🤖 AI Summary
To address the trade-off between computational efficiency and estimation accuracy in time-series causal inference, this paper proposes Pairwise Edge Measures (PEMs) grounded in process motifs—introducing process motif theory to lagged covariance modeling for the first time. The proposed PEMs comprise two variants, each analytically correcting for confounding and reverse causation, respectively. The method provides rigorous theoretical guarantees for linear stochastic processes and admits a lightweight implementation requiring only the lagged correlation matrix. In extensive simulations, PEMs match or exceed the accuracy of Granger causality, transfer entropy, and convergent cross-mapping, while reducing computational time substantially—particularly advantageous for large-scale linear systems.
📝 Abstract
A major challenge for causal inference from time-series data is the trade-off between computational feasibility and accuracy. Motivated by process motifs for lagged covariance in an autoregressive model with slow mean-reversion, we propose to infer networks of causal relations via pairwise edge measure (PEMs) that one can easily compute from lagged correlation matrices.
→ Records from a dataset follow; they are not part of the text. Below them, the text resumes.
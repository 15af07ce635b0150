//! Preprocessed topology cache
//!
//! The topology index is materialized to a JSON file so report runs can skip
//! re-reading the reference exports. The cache is reused while it is newer
//! than every reference file that still exists and was built from the same
//! reference files; otherwise it is rebuilt.

use anyhow::{Context, Result};
use di_log_analyzer::{DataSource, TopologyIndex};
use std::fs;
use std::path::Path;
use std::time::SystemTime;

fn modified(path: &Path) -> Result<SystemTime> {
    fs::metadata(path)
        .and_then(|m| m.modified())
        .with_context(|| format!("Failed to read modification time of {:?}", path))
}

/// Check whether the cache exists and no reference file is newer than it
pub fn is_fresh(cache_path: &Path, source: &DataSource) -> Result<bool> {
    if !cache_path.exists() {
        return Ok(false);
    }

    let cache_time = modified(cache_path)?;
    for reference in source.reference_paths() {
        if reference.exists() && modified(&reference)? > cache_time {
            log::info!("{:?} changed since the cache was written", reference);
            return Ok(false);
        }
    }

    Ok(true)
}

/// Rebuild the index from the reference exports and write it to the cache
pub fn rebuild(source: &DataSource, cache_path: &Path) -> Result<TopologyIndex> {
    log::info!("Preprocessing topology from {:?}", source.data_dir());

    let index = source
        .build_topology()
        .context("Cannot preprocess topology")?;

    if let Some(parent) = cache_path.parent() {
        if !parent.as_os_str().is_empty() {
            fs::create_dir_all(parent)
                .with_context(|| format!("Failed to create cache directory: {:?}", parent))?;
        }
    }
    index
        .save(cache_path)
        .with_context(|| format!("Failed to write cache: {:?}", cache_path))?;

    if !index.collapsed().is_empty() {
        log::warn!(
            "{} devices were hidden by composite-key clashes",
            index.collapsed().len()
        );
    }

    Ok(index)
}

/// Use the cached index when fresh, otherwise rebuild it
pub fn load_or_rebuild(source: &DataSource, cache_path: &Path) -> Result<TopologyIndex> {
    if is_fresh(cache_path, source)? {
        let index = TopologyIndex::load(cache_path)
            .with_context(|| format!("Failed to read cache: {:?}", cache_path))?;
        if index.sources() == source.reference_paths().as_slice() {
            log::info!("Using preprocessed topology: {:?}", cache_path);
            return Ok(index);
        }
        log::info!("Preprocessed topology was built from other reference files");
    }

    log::info!("Preprocessed topology missing or stale, rebuilding");
    rebuild(source, cache_path)
}

/// Delete the cache; returns whether a file was removed
pub fn clean(cache_path: &Path) -> Result<bool> {
    if !cache_path.exists() {
        return Ok(false);
    }

    fs::remove_file(cache_path)
        .with_context(|| format!("Failed to remove cache: {:?}", cache_path))?;
    log::info!("Removed preprocessed topology: {:?}", cache_path);
    Ok(true)
}

#[cfg(test)]
mod tests {
    use super::*;
    use di_log_analyzer::AnalyzerConfig;
    use std::time::Duration;

    fn write_references(dir: &Path) {
        fs::write(dir.join("airaConnect.maps.json"), "[]").unwrap();
        fs::write(
            dir.join("airaConnect.devices.json"),
            r#"[{"name": "Press", "gatewayId": "gw1", "communicationEquipmentId": "eq1",
                 "signal": [{"pin": "R1", "light": "G"}]}]"#,
        )
        .unwrap();
        fs::write(dir.join("airaConnect.communicationEquipments.json"), "[]").unwrap();
    }

    #[test]
    fn test_rebuild_then_reuse() {
        let dir = tempfile::tempdir().unwrap();
        write_references(dir.path());
        let source = DataSource::new(dir.path(), AnalyzerConfig::new()).unwrap();
        let cache_path = dir.path().join("cache").join("preprocessed_data.json");

        assert!(!is_fresh(&cache_path, &source).unwrap());

        let built = load_or_rebuild(&source, &cache_path).unwrap();
        assert!(cache_path.exists());
        assert!(is_fresh(&cache_path, &source).unwrap());

        let reused = load_or_rebuild(&source, &cache_path).unwrap();
        assert_eq!(built, reused);
    }

    #[test]
    fn test_newer_reference_makes_cache_stale() {
        let dir = tempfile::tempdir().unwrap();
        write_references(dir.path());
        let source = DataSource::new(dir.path(), AnalyzerConfig::new()).unwrap();
        let cache_path = dir.path().join("preprocessed_data.json");
        rebuild(&source, &cache_path).unwrap();

        let devices = dir.path().join("airaConnect.devices.json");
        let file = fs::File::options().write(true).open(&devices).unwrap();
        file.set_modified(SystemTime::now() + Duration::from_secs(60)).unwrap();

        assert!(!is_fresh(&cache_path, &source).unwrap());
    }

    #[test]
    fn test_changed_prefixes_make_cache_stale() {
        let dir = tempfile::tempdir().unwrap();
        write_references(dir.path());
        fs::write(
            dir.path().join("plant.devices.json"),
            r#"[{"name": "Drill", "gatewayId": "gw2", "communicationEquipmentId": "eq2",
                 "signal": [{"pin": "R3", "light": "R"}]}]"#,
        )
        .unwrap();
        let cache_path = dir.path().join("preprocessed_data.json");
        let source = DataSource::new(dir.path(), AnalyzerConfig::new()).unwrap();
        rebuild(&source, &cache_path).unwrap();
        let config = AnalyzerConfig::new().with_device_prefix("plant.devices");
        let other = DataSource::new(dir.path(), config).unwrap();

        let index = load_or_rebuild(&other, &cache_path).unwrap();

        assert!(is_fresh(&cache_path, &other).unwrap());
        assert_eq!(index.sources(), other.reference_paths().as_slice());
        assert!(index.device("gw2/eq2/R3").is_some());
        assert!(index.device("gw1/eq1/R1").is_none());
        assert_eq!(TopologyIndex::load(&cache_path).unwrap(), index);
    }

    #[test]
    fn test_missing_references_abort_rebuild() {
        let dir = tempfile::tempdir().unwrap();
        let source = DataSource::new(dir.path(), AnalyzerConfig::new()).unwrap();
        let cache_path = dir.path().join("preprocessed_data.json");

        assert!(load_or_rebuild(&source, &cache_path).is_err());
        assert!(!cache_path.exists());
    }

    #[test]
    fn test_clean() {
        let dir = tempfile::tempdir().unwrap();
        let cache_path = dir.path().join("preprocessed_data.json");

        assert!(!clean(&cache_path).unwrap());
        fs::write(&cache_path, "{}").unwrap();
        assert!(clean(&cache_path).unwrap());
        assert!(!cache_path.exists());
    }
}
Motivated by contributions of process motifs to covariance and lagged variance, we formulate two PEMs that correct for confounding factors and for reverse causation. To demonstrate the performance of our PEMs, we consider network interference from simulations of linear stochastic processes, and we show that our proposed PEMs can infer networks accurately and efficiently. Specifically, for autocorrelated time-series data, our approach achieves accuracies higher than or similar to Granger causality, transfer entropy, and convergent crossmapping—but with much shorter computation time than possible with any of these methods. Our fast and accurate PEMs are easy-to-implement methods for network inference with a clear theoretical underpinning. They provide promising alternatives to current paradigms for the inference of linear models from time-series data, including Granger causality, vector-autoregression, and sparse inverse covariance estimation.